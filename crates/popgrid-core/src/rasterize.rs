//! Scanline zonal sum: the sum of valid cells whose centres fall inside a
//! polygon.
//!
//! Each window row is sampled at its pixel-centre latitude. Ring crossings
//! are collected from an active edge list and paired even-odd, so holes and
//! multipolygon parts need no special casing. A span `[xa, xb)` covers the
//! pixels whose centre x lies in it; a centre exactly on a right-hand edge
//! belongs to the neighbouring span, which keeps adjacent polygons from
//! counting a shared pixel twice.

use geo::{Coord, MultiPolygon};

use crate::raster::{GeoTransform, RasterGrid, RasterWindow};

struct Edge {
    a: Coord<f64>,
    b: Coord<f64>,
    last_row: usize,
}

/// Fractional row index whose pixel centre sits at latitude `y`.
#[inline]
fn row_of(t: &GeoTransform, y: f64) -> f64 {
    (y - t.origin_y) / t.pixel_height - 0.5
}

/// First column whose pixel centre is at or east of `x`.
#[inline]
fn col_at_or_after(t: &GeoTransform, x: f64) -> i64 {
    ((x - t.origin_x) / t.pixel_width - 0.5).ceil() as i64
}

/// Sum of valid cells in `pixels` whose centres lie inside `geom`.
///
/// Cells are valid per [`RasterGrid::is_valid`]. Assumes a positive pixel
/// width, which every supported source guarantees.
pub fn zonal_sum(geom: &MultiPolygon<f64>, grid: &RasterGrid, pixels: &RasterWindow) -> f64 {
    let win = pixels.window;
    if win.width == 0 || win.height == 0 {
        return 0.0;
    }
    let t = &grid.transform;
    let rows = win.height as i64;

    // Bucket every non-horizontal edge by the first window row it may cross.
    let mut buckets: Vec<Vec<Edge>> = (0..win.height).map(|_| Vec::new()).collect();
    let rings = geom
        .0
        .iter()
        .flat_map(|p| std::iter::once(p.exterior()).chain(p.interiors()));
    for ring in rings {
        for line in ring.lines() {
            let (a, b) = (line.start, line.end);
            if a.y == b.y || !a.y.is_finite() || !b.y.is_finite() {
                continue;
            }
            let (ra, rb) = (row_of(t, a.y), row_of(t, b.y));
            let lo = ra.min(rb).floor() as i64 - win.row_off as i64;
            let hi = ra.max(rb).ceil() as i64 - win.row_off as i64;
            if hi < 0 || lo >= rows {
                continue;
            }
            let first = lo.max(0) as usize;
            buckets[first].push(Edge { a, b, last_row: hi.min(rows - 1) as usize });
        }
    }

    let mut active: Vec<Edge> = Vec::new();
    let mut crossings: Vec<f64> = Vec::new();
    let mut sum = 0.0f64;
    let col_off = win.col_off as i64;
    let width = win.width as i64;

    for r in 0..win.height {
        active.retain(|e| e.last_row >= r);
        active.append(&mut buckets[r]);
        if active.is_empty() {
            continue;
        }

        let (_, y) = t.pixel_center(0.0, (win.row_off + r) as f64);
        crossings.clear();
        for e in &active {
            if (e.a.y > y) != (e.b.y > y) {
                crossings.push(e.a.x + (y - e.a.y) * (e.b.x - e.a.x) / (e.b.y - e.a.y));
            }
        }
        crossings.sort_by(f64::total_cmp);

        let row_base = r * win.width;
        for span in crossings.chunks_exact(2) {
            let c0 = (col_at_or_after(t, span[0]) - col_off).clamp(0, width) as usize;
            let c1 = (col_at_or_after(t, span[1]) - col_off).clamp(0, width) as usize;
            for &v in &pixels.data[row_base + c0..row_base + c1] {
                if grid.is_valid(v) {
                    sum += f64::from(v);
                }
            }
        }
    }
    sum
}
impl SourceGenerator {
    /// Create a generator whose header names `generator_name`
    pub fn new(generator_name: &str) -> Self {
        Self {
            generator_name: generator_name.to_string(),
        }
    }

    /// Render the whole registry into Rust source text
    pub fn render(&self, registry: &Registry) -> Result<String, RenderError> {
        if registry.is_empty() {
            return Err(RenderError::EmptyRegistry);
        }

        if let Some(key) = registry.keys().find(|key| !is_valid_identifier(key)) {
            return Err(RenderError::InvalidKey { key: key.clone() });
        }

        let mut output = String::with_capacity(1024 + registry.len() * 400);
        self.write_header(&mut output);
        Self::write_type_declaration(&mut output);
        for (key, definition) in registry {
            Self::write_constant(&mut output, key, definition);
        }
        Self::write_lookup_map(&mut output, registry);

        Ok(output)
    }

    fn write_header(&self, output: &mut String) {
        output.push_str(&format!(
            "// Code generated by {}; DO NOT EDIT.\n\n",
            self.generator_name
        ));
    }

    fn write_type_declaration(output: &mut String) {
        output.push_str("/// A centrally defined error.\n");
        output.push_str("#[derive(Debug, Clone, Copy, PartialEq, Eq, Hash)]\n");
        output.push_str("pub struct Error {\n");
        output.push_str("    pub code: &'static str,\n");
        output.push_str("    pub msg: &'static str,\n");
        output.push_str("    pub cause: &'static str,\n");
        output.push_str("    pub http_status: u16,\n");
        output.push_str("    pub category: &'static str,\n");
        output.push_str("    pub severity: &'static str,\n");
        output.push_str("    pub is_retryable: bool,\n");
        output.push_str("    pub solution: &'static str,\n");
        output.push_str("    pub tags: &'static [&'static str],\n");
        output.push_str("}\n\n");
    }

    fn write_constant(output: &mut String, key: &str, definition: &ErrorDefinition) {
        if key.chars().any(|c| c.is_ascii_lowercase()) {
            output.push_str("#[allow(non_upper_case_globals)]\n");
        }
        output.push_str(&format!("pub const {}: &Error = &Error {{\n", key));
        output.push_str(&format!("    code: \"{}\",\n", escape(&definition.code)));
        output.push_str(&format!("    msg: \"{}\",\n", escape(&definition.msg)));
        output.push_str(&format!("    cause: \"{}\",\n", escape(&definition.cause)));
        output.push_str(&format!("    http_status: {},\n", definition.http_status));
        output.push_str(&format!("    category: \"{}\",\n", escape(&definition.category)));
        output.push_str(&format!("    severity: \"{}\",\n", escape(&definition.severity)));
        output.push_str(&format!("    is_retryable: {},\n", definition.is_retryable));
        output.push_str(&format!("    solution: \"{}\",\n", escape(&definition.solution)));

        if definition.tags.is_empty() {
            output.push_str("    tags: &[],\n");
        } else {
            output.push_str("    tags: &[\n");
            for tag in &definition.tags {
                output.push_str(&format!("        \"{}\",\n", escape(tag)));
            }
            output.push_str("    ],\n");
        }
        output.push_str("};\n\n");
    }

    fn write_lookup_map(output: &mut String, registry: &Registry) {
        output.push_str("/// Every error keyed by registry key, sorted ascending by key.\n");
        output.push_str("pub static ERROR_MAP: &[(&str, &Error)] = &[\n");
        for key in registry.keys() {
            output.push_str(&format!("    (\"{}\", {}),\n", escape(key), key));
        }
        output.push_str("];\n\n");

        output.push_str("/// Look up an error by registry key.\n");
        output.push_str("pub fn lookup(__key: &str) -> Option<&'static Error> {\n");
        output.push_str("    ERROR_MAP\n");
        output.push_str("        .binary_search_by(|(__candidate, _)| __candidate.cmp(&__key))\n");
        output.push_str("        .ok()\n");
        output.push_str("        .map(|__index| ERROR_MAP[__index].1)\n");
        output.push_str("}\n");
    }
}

▶ **Task directions**
Copy out, exactly and alone, the lines of the entries above between the ones holding "let mut buckets: Vec<Vec<Edge>>" and "for line in", inclusive.

▶ **Result**
    let mut buckets: Vec<Vec<Edge>> = (0..win.height).map(|_| Vec::new()).collect();
    let rings = geom
        .0
        .iter()
        .flat_map(|p| std::iter::once(p.exterior()).chain(p.interiors()));
    for ring in rings {
        for line in ring.lines() {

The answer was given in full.